[Records shown]
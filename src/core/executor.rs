//! Command execution module.
//!
//! Runs formatted command lines through a shell, captures their standard
//! output and copies it to the terminal. The child is waited for without a
//! timeout: a command that never exits blocks the invocation.

use std::io::{self, Write};
use std::path::Path;
use std::process::{Command as ProcessCommand, ExitStatus, Stdio};
use std::time::{Duration, Instant};

use crossterm::style::Stylize;

/// Result of executing a command.
#[derive(Debug)]
pub struct ExecutionResult {
    /// Exit status of the command
    pub status: ExitStatus,

    /// Captured standard output
    pub stdout: Vec<u8>,

    /// Time taken to execute
    pub duration: Duration,
}

impl ExecutionResult {
    /// Check if the command succeeded (exit code 0).
    pub fn success(&self) -> bool {
        self.status.success()
    }

    /// Exit code, with termination by signal reported as 1.
    pub fn code(&self) -> i32 {
        self.status.code().unwrap_or(1)
    }
}

/// Shell command runner shared by all leaf commands.
#[derive(Debug, Clone)]
pub struct Executor {
    /// Shell used as `<shell> -c <command>`
    pub shell: String,

    /// Print commands instead of running them
    pub dry_run: bool,
}

impl Default for Executor {
    fn default() -> Self {
        Self { shell: "sh".to_string(), dry_run: false }
    }
}

impl Executor {
    /// Create a new executor.
    pub fn new() -> Self {
        Self::default()
    }

    /// Set the shell.
    #[must_use]
    pub fn shell(mut self, shell: impl Into<String>) -> Self {
        self.shell = shell.into();
        self
    }

    /// Set dry-run mode.
    #[must_use]
    pub fn dry_run(mut self, dry_run: bool) -> Self {
        self.dry_run = dry_run;
        self
    }

    /// Run `command` with captured stdout. Stderr passes through.
    pub fn execute(&self, command: &str) -> anyhow::Result<ExecutionResult> {
        let start = Instant::now();
        tracing::debug!(shell = %self.shell, command, "Executing shell command");

        let output = ProcessCommand::new(&self.shell)
            .arg("-c")
            .arg(command)
            .stdin(Stdio::inherit())
            .stdout(Stdio::piped())
            .stderr(Stdio::inherit())
            .output()?;

        Ok(ExecutionResult {
            status: output.status,
            stdout: output.stdout,
            duration: start.elapsed(),
        })
    }

    /// Echo `command`, run it and copy its output to stdout.
    pub fn run(&self, command: &str) -> anyhow::Result<i32> {
        self.run_to(command, true, &mut io::stdout())
    }

    /// Run `command` without the echo line.
    pub fn run_quiet(&self, command: &str) -> anyhow::Result<i32> {
        self.run_to(command, false, &mut io::stdout())
    }

    /// Run `command`, writing the optional echo line and its output to `out`.
    ///
    /// A closed output pipe ends the command cleanly with code 0. Otherwise
    /// the child's exit code is returned as is.
    pub fn run_to<W: Write>(&self, command: &str, echo: bool, out: &mut W) -> anyhow::Result<i32> {
        if echo || self.dry_run {
            let line = format!("{}{}\n", "Command: ".cyan(), command.green());
            if let Some(code) = write_or_exit(out, line.as_bytes())? {
                return Ok(code);
            }
        }

        if self.dry_run {
            return Ok(0);
        }

        let result = self.execute(command)?;
        tracing::debug!(code = result.code(), duration = ?result.duration, "Command finished");

        if let Some(code) = write_or_exit(out, &result.stdout)? {
            return Ok(code);
        }

        Ok(result.code())
    }

    /// Print a plain line of text between commands.
    ///
    /// Returns `Some(0)` when stdout is closed and the caller should stop.
    pub fn print_line(&self, line: &str) -> anyhow::Result<Option<i32>> {
        Ok(write_or_exit(&mut io::stdout(), format!("{line}\n").as_bytes())?)
    }

    /// Write `contents` to a temporary template file, run the command built
    /// from its path quietly and remove the file afterwards.
    pub fn run_with_template<F>(&self, prefix: &str, contents: &str, build: F) -> anyhow::Result<i32>
    where
        F: FnOnce(&Path) -> String,
    {
        let mut template = tempfile::Builder::new().prefix(prefix).suffix(".j2").tempfile()?;
        template.write_all(contents.as_bytes())?;
        template.flush()?;

        let command = build(template.path());
        self.run_quiet(&command)
    }
}

/// Result of writing to an output stream, with a closed pipe turned into
/// `Some(0)`, the exit code the caller should stop with.
///
/// Any other I/O error is passed through.
pub fn closed_pipe_exit(result: io::Result<()>) -> io::Result<Option<i32>> {
    match result {
        Ok(()) => Ok(None),
        Err(e) if e.kind() == io::ErrorKind::BrokenPipe => {
            tracing::debug!("Output pipe closed");
            Ok(Some(0))
        }
        Err(e) => Err(e),
    }
}

/// Write and flush, mapping a broken pipe to a clean exit code.
fn write_or_exit<W: Write>(out: &mut W, bytes: &[u8]) -> io::Result<Option<i32>> {
    closed_pipe_exit(out.write_all(bytes).and_then(|()| out.flush()))
}
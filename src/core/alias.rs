//! Alias table.
//!
//! Maps user-defined alias names to canonical command names. Built once
//! at startup and only read afterwards. Aliases resolve a single hop: an
//! alias whose target is itself an alias is not followed further.

use std::collections::HashMap;
use std::path::Path;

use super::config::Config;

/// Immutable alias -> canonical command name mapping.
#[derive(Debug, Clone, Default, PartialEq, Eq)]
pub struct AliasTable {
    entries: HashMap<String, String>,
}

impl AliasTable {
    /// Create an empty table.
    pub fn new() -> Self {
        Self::default()
    }

    /// Read the `[aliases]` section of a configuration file.
    ///
    /// Never fails: a missing file, a missing section or an unreadable
    /// file all produce an empty table.
    pub fn load(path: &Path) -> Self {
        if !path.exists() {
            tracing::debug!(path = ?path, "No alias source, alias table is empty");
            return Self::new();
        }

        match Config::load_from_file(path) {
            Ok(config) => Self::from_config(&config),
            Err(e) => {
                tracing::warn!(path = ?path, error = %e, "Ignoring unreadable alias source");
                Self::new()
            }
        }
    }

    /// Take the aliases of an already loaded configuration.
    pub fn from_config(config: &Config) -> Self {
        config.aliases.iter().map(|(k, v)| (k.clone(), v.clone())).collect()
    }

    /// Canonical name for `alias`. Matching is exact on the stored key.
    pub fn lookup(&self, alias: &str) -> Option<&str> {
        self.entries.get(alias).map(String::as_str)
    }

    /// Get number of aliases.
    pub fn len(&self) -> usize {
        self.entries.len()
    }

    /// Check if the table is empty.
    pub fn is_empty(&self) -> bool {
        self.entries.is_empty()
    }

    /// Entries sorted by alias name.
    pub fn iter(&self) -> impl Iterator<Item = (&str, &str)> {
        let mut entries: Vec<_> =
            self.entries.iter().map(|(k, v)| (k.as_str(), v.as_str())).collect();
        entries.sort_unstable();
        entries.into_iter()
    }
}

impl<K, V> FromIterator<(K, V)> for AliasTable
where
    K: Into<String>,
    V: Into<String>,
{
    fn from_iter<I: IntoIterator<Item = (K, V)>>(iter: I) -> Self {
        Self { entries: iter.into_iter().map(|(k, v)| (k.into(), v.into())).collect() }
    }
}
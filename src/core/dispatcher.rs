//! Argument-vector dispatch.
//!
//! Walks from the root group through nested groups, resolving one token per
//! level, until a command is reached. The command's action then receives
//! whatever arguments are left. Groups that run out of arguments show their
//! help unless they are configured to run their default child instead.

use std::io::{self, Write};

use super::action::Invocation;
use super::alias::AliasTable;
use super::error::DispatchError;
use super::executor::closed_pipe_exit;
use super::registry::{Node, NodeId, Registry};
use super::resolver::{Resolution, Resolver};

/// Exit code for success and for help output.
pub const EXIT_SUCCESS: i32 = 0;

/// Exit code when an action fails without producing its own code.
pub const EXIT_FAILURE: i32 = 1;

/// Exit code for dispatch-level usage errors.
pub const EXIT_USAGE: i32 = 2;

/// Tokens that request help at group level.
pub const HELP_TOKENS: &[&str] = &["-h", "--help", "?"];

/// Where an argument vector leads.
#[derive(Debug, Clone, PartialEq, Eq)]
pub enum Route {
    /// Run this command with these arguments.
    Command { node: NodeId, path: Vec<String>, args: Vec<String> },

    /// Show help for this group.
    Help { group: NodeId, path: Vec<String> },
}

/// Per-invocation walk state.
struct ResolutionContext<'a> {
    args: &'a [String],
    index: usize,
    path: Vec<String>,
    current: NodeId,
    // Groups entered through default fallback since the last consumed token.
    entered: Vec<NodeId>,
}

impl<'a> ResolutionContext<'a> {
    fn new(root: NodeId, root_name: &str, args: &'a [String]) -> Self {
        Self { args, index: 0, path: vec![root_name.to_string()], current: root, entered: vec![root] }
    }

    fn token(&self) -> Option<&'a str> {
        self.args.get(self.index).map(String::as_str)
    }

    fn consume(&mut self) {
        self.index += 1;
        self.entered.clear();
    }
}

/// Routes argument vectors through a registry and runs the result.
#[derive(Debug)]
pub struct Dispatcher<'a> {
    resolver: Resolver<'a>,
}

impl<'a> Dispatcher<'a> {
    /// Create a dispatcher over an immutable registry and alias table.
    pub fn new(registry: &'a Registry, aliases: &'a AliasTable) -> Self {
        Self { resolver: Resolver::new(registry, aliases) }
    }

    fn registry(&self) -> &'a Registry {
        self.resolver.registry()
    }

    /// Work out where `args` lead without running anything.
    pub fn route(&self, args: &[String]) -> Result<Route, DispatchError> {
        let registry = self.registry();
        let root = registry.root();
        let root_name = registry.node(root).map_or("", Node::name);
        let mut ctx = ResolutionContext::new(root, root_name, args);

        loop {
            let Ok(group) = registry.group(ctx.current) else {
                let name = ctx.token().unwrap_or_default().to_string();
                return Err(DispatchError::NoSuchCommand { path: ctx.path, name });
            };

            let Some(token) = ctx.token() else {
                match group.default_child() {
                    Some(default) if group.invokes_default_without_args() => {
                        tracing::debug!(group = %group.name, "No arguments, running default");
                        if let Some(route) = self.descend(&mut ctx, default, true)? {
                            return Ok(route);
                        }
                        continue;
                    }
                    _ => return Ok(Route::Help { group: ctx.current, path: ctx.path }),
                }
            };

            if HELP_TOKENS.contains(&token) {
                return Ok(Route::Help { group: ctx.current, path: ctx.path });
            }
            if token.len() > 1 && token.starts_with('-') {
                return Err(DispatchError::NoSuchOption { path: ctx.path, option: token.to_string() });
            }

            let step = match self.resolver.resolve(ctx.current, token) {
                Resolution::Found(node) => {
                    ctx.consume();
                    self.descend(&mut ctx, node, false)?
                }
                // The token stays in place and becomes the default's first argument.
                Resolution::FoundDefault { node, .. } => self.descend(&mut ctx, node, true)?,
                Resolution::TooManyMatches(candidates) => {
                    return Err(DispatchError::Ambiguous { path: ctx.path, candidates });
                }
                Resolution::NotFound => {
                    return Err(DispatchError::NoSuchCommand {
                        path: ctx.path,
                        name: token.to_string(),
                    });
                }
            };

            if let Some(route) = step {
                return Ok(route);
            }
        }
    }

    /// Move into `node`. Returns a route once a command is reached.
    fn descend(
        &self,
        ctx: &mut ResolutionContext<'_>,
        node: NodeId,
        via_default: bool,
    ) -> Result<Option<Route>, DispatchError> {
        match self.registry().node(node) {
            Some(Node::Group(group)) => {
                if via_default && ctx.entered.contains(&node) {
                    return Err(DispatchError::DefaultCycle { path: ctx.path.clone() });
                }
                ctx.entered.push(node);
                ctx.path.push(group.name.clone());
                ctx.current = node;
                Ok(None)
            }
            Some(Node::Command(command)) => {
                let mut path = std::mem::take(&mut ctx.path);
                path.push(command.name.clone());
                Ok(Some(Route::Command { node, path, args: ctx.args[ctx.index..].to_vec() }))
            }
            None => Err(DispatchError::NoSuchCommand {
                path: ctx.path.clone(),
                name: node.to_string(),
            }),
        }
    }

    /// Route `args`, run the command and return the process exit code.
    ///
    /// Help goes to stdout, usage errors to stderr.
    pub fn dispatch(&self, args: &[String]) -> i32 {
        self.dispatch_to(args, &mut io::stdout(), &mut io::stderr())
    }

    /// Like [`Dispatcher::dispatch`] with explicit output streams for help
    /// and error reports. Actions still write wherever they write.
    ///
    /// A closed output pipe ends the invocation with 0. Other write
    /// failures on `out` exit with 1.
    pub fn dispatch_to<O: Write, E: Write>(&self, args: &[String], out: &mut O, err: &mut E) -> i32 {
        match self.route(args) {
            Ok(Route::Command { node, path, args }) => {
                let Some(command) = self.registry().node(node).and_then(Node::as_command) else {
                    return EXIT_FAILURE;
                };
                tracing::debug!(command = %path.join(" "), ?args, "Running command");

                match command.action().execute(&Invocation::new(&path, &args)) {
                    Ok(code) => code,
                    Err(e) => {
                        tracing::debug!(error = %e, "Command failed");
                        report(err, &format!("Error: {e:#}\n"), EXIT_FAILURE)
                    }
                }
            }
            Ok(Route::Help { group, path }) => {
                let help = self.render_help(group, &path);
                match closed_pipe_exit(out.write_all(help.as_bytes()).and_then(|()| out.flush())) {
                    Ok(closed) => closed.unwrap_or(EXIT_SUCCESS),
                    Err(e) => report(err, &format!("Error: {e}\n"), EXIT_FAILURE),
                }
            }
            Err(e) => report(err, &render_usage_error(&e), EXIT_USAGE),
        }
    }

    /// Help text for a group reached via `path`.
    pub fn render_help(&self, group: NodeId, path: &[String]) -> String {
        let registry = self.registry();
        let mut text = format!("{}\n", usage_line(path));

        let Ok(node) = registry.group(group) else {
            return text;
        };

        if !node.help.is_empty() {
            text.push_str(&format!("\n  {}\n", node.help));
        }
        text.push_str("\nOptions:\n  -?, -h, --help  Show this message and exit.\n");

        let children: Vec<(&str, &str)> = node
            .children()
            .iter()
            .filter_map(|(name, id)| registry.node(*id).map(|n| (name.as_str(), n.help())))
            .collect();
        if !children.is_empty() {
            let width = children.iter().map(|(name, _)| name.len()).max().unwrap_or(0);
            text.push_str("\nCommands:\n");
            for (name, help) in children {
                let line = format!("  {name:<width$}  {help}");
                text.push_str(line.trim_end());
                text.push('\n');
            }
        }

        text
    }
}

/// Write `message` to the error stream and return `code`. Failures of the
/// error stream itself can only be logged.
fn report<E: Write>(err: &mut E, message: &str, code: i32) -> i32 {
    if let Err(e) = closed_pipe_exit(err.write_all(message.as_bytes()).and_then(|()| err.flush())) {
        tracing::warn!(error = %e, "Failed to write error report");
    }
    code
}

fn usage_line(path: &[String]) -> String {
    format!("Usage: {} [OPTIONS] COMMAND [ARGS]...", path.join(" "))
}

/// Usage error report in the form printed on stderr.
pub fn render_usage_error(error: &DispatchError) -> String {
    let path = error.path().join(" ");
    format!("{}\nTry \"{path} -h\" for help.\n\nError: {error}\n", usage_line(error.path()))
}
[/Records shown]
● Problem description
Only the lines above from the one with "if let Some(code) = write_or_exit(out, &result.stdout)?" through the one with "names. Built once" should be duplicated, character for character.

● Answer box
        if let Some(code) = write_or_exit(out, &result.stdout)? {
            return Ok(code);
        }

        Ok(result.code())
    }

    /// Print a plain line of text between commands.
    ///
    /// Returns `Some(0)` when stdout is closed and the caller should stop.
    pub fn print_line(&self, line: &str) -> anyhow::Result<Option<i32>> {
        Ok(write_or_exit(&mut io::stdout(), format!("{line}\n").as_bytes())?)
    }

    /// Write `contents` to a temporary template file, run the command built
    /// from its path quietly and remove the file afterwards.
    pub fn run_with_template<F>(&self, prefix: &str, contents: &str, build: F) -> anyhow::Result<i32>
    where
        F: FnOnce(&Path) -> String,
    {
        let mut template = tempfile::Builder::new().prefix(prefix).suffix(".j2").tempfile()?;
        template.write_all(contents.as_bytes())?;
        template.flush()?;

        let command = build(template.path());
        self.run_quiet(&command)
    }
}

/// Result of writing to an output stream, with a closed pipe turned into
/// `Some(0)`, the exit code the caller should stop with.
///
/// Any other I/O error is passed through.
pub fn closed_pipe_exit(result: io::Result<()>) -> io::Result<Option<i32>> {
    match result {
        Ok(()) => Ok(None),
        Err(e) if e.kind() == io::ErrorKind::BrokenPipe => {
            tracing::debug!("Output pipe closed");
            Ok(Some(0))
        }
        Err(e) => Err(e),
    }
}

/// Write and flush, mapping a broken pipe to a clean exit code.
fn write_or_exit<W: Write>(out: &mut W, bytes: &[u8]) -> io::Result<Option<i32>> {
    closed_pipe_exit(out.write_all(bytes).and_then(|()| out.flush()))
}
filename src/core/alias.rs
//! Alias table.
//!
//! Maps user-defined alias names to canonical command names. Built once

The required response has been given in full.